Tuesday, 14 January 2020
Hall B (Boston Convention and Exhibition Center)
Rosimar Ríos-Berríos, NCAR, Boulder, CO; and P. M. Finocchio
Tropical cyclones (TCs) interacting with vertical wind shear (VWS) usually have small chances of intensification. VWS tilts the vortex and displaces convection away from the surface center of circulation—both of these effects diminish the conversion from available to kinetic energy necessary to spin up a TC circulation. Yet, many TCs are able to intensify and even rapidly intensify in spite of moving through moderately sheared environments. Hurricanes Florence and Michael are two examples of TCs that underwent rapid intensification while interacting with moderate-to-strong (> 5 m s-1) VWS. Both TCs were weak tropical depressions at the onset of their rapid intensification, which motivates the question: does the outcome of TC-VWS interactions (i.e., weakening, intensification, or neither) depend on the initial intensity when a TC encounters a sheared environment?
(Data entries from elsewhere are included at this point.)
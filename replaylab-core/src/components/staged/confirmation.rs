//! M15 confirmation — retest of the structural-break level.
//!
//! The zone is `level ± zone_atr_mult × ATR(M15)`, fixed each time the stage is
//! armed. M15 bars closed after the arming time are scanned in order: a close
//! through the far side of the zone invalidates the setup; a bar that touches
//! the zone and closes as a qualifying reversal candle inside it confirms.

use chrono::NaiveDateTime;
use serde::{Deserialize, Serialize};
use std::fmt;

use super::bias::BiasContext;
use crate::data::{columns, FrameView};
use crate::domain::{Bar, Confirmation, Direction};

#[derive(Debug, Clone, Copy, PartialEq, Eq, Serialize, Deserialize)]
#[serde(rename_all = "SCREAMING_SNAKE_CASE")]
pub enum ConfirmationReason {
    NoBias,
    NoStructure,
    NotEnoughBars,
    AtrNa,
    WaitTouch,
    WaitReversal,
    ZoneInvalidated,
    Confirmed,
}

impl ConfirmationReason {
    pub fn as_str(self) -> &'static str {
        match self {
            Self::NoBias => "NO_BIAS",
            Self::NoStructure => "NO_STRUCTURE",
            Self::NotEnoughBars => "NOT_ENOUGH_BARS",
            Self::AtrNa => "ATR_NA",
            Self::WaitTouch => "WAIT_TOUCH",
            Self::WaitReversal => "WAIT_REVERSAL",
            Self::ZoneInvalidated => "ZONE_INVALIDATED",
            Self::Confirmed => "CONFIRMED",
        }
    }
}

impl fmt::Display for ConfirmationReason {
    fn fmt(&self, f: &mut fmt::Formatter<'_>) -> fmt::Result {
        f.write_str(self.as_str())
    }
}

#[derive(Debug, Clone, Copy, PartialEq, Serialize, Deserialize)]
pub struct RetestZone {
    pub direction: Direction,
    pub low: f64,
    pub high: f64,
}

#[derive(Debug, Clone, PartialEq, Serialize, Deserialize)]
pub struct ConfirmationContext {
    pub confirmation: Confirmation,
    pub zone: Option<RetestZone>,
    pub invalidated: bool,
    /// Close time of the confirming (or invalidating) M15 bar.
    pub timestamp: Option<NaiveDateTime>,
    /// H1 close time of the bias context this was derived from.
    pub bias_timestamp: Option<NaiveDateTime>,
    pub reason: ConfirmationReason,
}

impl ConfirmationContext {
    pub fn rejected(reason: ConfirmationReason, bias: &BiasContext) -> Self {
        Self {
            confirmation: Confirmation::No,
            zone: None,
            invalidated: false,
            timestamp: None,
            bias_timestamp: bias.timestamp,
            reason,
        }
    }

    pub fn direction(&self) -> Option<Direction> {
        self.zone.map(|z| z.direction)
    }

    pub fn is_ok(&self) -> bool {
        self.confirmation == Confirmation::Ok
    }
}

#[derive(Debug, Clone, PartialEq)]
pub struct ConfirmationParams {
    pub zone_atr_mult: f64,
    pub reversal_frac: f64,
}

#[derive(Debug, Clone)]
pub struct ConfirmationEvaluator {
    params: ConfirmationParams,
}

impl ConfirmationEvaluator {
    pub fn new(params: ConfirmationParams) -> Self {
        Self { params }
    }

    /// Build the retest zone for an active bias from the latest visible M15 ATR.
    pub fn build_zone(
        &self,
        bias: &BiasContext,
        m15: &FrameView<'_>,
    ) -> Result<RetestZone, ConfirmationReason> {
        let direction = bias.bias.direction().ok_or(ConfirmationReason::NoBias)?;
        let level = bias
            .structural_break
            .filter(|sb| sb.direction == direction)
            .ok_or(ConfirmationReason::NoStructure)?
            .level;
        if m15.is_empty() {
            return Err(ConfirmationReason::NotEnoughBars);
        }
        let atr = m15
            .last_value(columns::ATR)
            .ok_or(ConfirmationReason::AtrNa)?;
        let half = self.params.zone_atr_mult * atr;
        Ok(RetestZone {
            direction,
            low: level - half,
            high: level + half,
        })
    }

    /// Scan M15 bars closed after `armed_at` against `zone`.
    pub fn evaluate(
        &self,
        bias: &BiasContext,
        zone: RetestZone,
        m15: &FrameView<'_>,
        armed_at: NaiveDateTime,
    ) -> ConfirmationContext {
        let mut ctx = ConfirmationContext {
            confirmation: Confirmation::No,
            zone: Some(zone),
            invalidated: false,
            timestamp: None,
            bias_timestamp: bias.timestamp,
            reason: ConfirmationReason::NotEnoughBars,
        };

        let mut touched = false;
        let mut scanned = 0usize;
        for bar in m15.bars().iter().filter(|b| b.timestamp > armed_at) {
            scanned += 1;
            if closes_through(bar, &zone) {
                ctx.invalidated = true;
                ctx.timestamp = Some(bar.timestamp);
                ctx.reason = ConfirmationReason::ZoneInvalidated;
                return ctx;
            }
            if touches(bar, &zone) {
                touched = true;
                if self.is_reversal(bar, &zone) {
                    ctx.confirmation = Confirmation::Ok;
                    ctx.timestamp = Some(bar.timestamp);
                    ctx.reason = ConfirmationReason::Confirmed;
                    return ctx;
                }
            }
        }

        if scanned > 0 {
            ctx.reason = if touched {
                ConfirmationReason::WaitReversal
            } else {
                ConfirmationReason::WaitTouch
            };
        }
        ctx
    }

    fn is_reversal(&self, bar: &Bar, zone: &RetestZone) -> bool {
        let range = bar.range();
        if range <= 0.0 {
            return false;
        }
        let frac = self.params.reversal_frac;
        match zone.direction {
            Direction::Long => {
                bar.is_bullish() && bar.close >= zone.low && (bar.close - bar.low) >= frac * range
            }
            Direction::Short => {
                bar.is_bearish()
                    && bar.close <= zone.high
                    && (bar.high - bar.close) >= frac * range
            }
        }
    }
}

fn touches(bar: &Bar, zone: &RetestZone) -> bool {
    match zone.direction {
        Direction::Long => bar.low <= zone.high,
        Direction::Short => bar.high >= zone.low,
    }
}

fn closes_through(bar: &Bar, zone: &RetestZone) -> bool {
    match zone.direction {
        Direction::Long => bar.close < zone.low,
        Direction::Short => bar.close > zone.high,
    }
}
//! Fixed-fractional risk sizing.
//!
//! ```text
//! risk_amount   = equity × risk_pct
//! stop_distance = max(|entry − stop|, EPSILON)
//! size          = risk_amount / stop_distance
//! ```

use serde::{Deserialize, Serialize};

/// Floor for the stop distance.
pub const EPSILON: f64 = 1e-9;

#[derive(Debug, Clone, Copy, PartialEq, Serialize, Deserialize)]
pub struct PositionSize {
    pub size: f64,
    pub risk_amount: f64,
    pub stop_distance: f64,
}

pub fn position_size(equity: f64, risk_pct: f64, entry: f64, stop: f64) -> PositionSize {
    let stop_distance = (entry - stop).abs().max(EPSILON);
    let risk_amount = (equity * risk_pct).max(0.0);
    PositionSize {
        size: risk_amount / stop_distance,
        risk_amount,
        stop_distance,
    }
}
We investigate this issue through idealized numerical experiments with time-varying VWS. The simulated TC is first spun up in an environment with 5 m s-1 westerly shear. Using two different modeling frameworks that allow for time-varying vertical wind shear, the background shear is then increased from 5 to 12 m s-1 during different stages: tropical storm stage, rapid intensification stage, and mature, nearly steady-state stage. The effects of VWS upon the TC vortex are compared between simulations to understand if and why weak TCs can overcome the effects of VWS while strong TCs cannot. Additional simulations are also performed to test the sensitivity of intensity and structural changes to the shape of the environmental wind profile.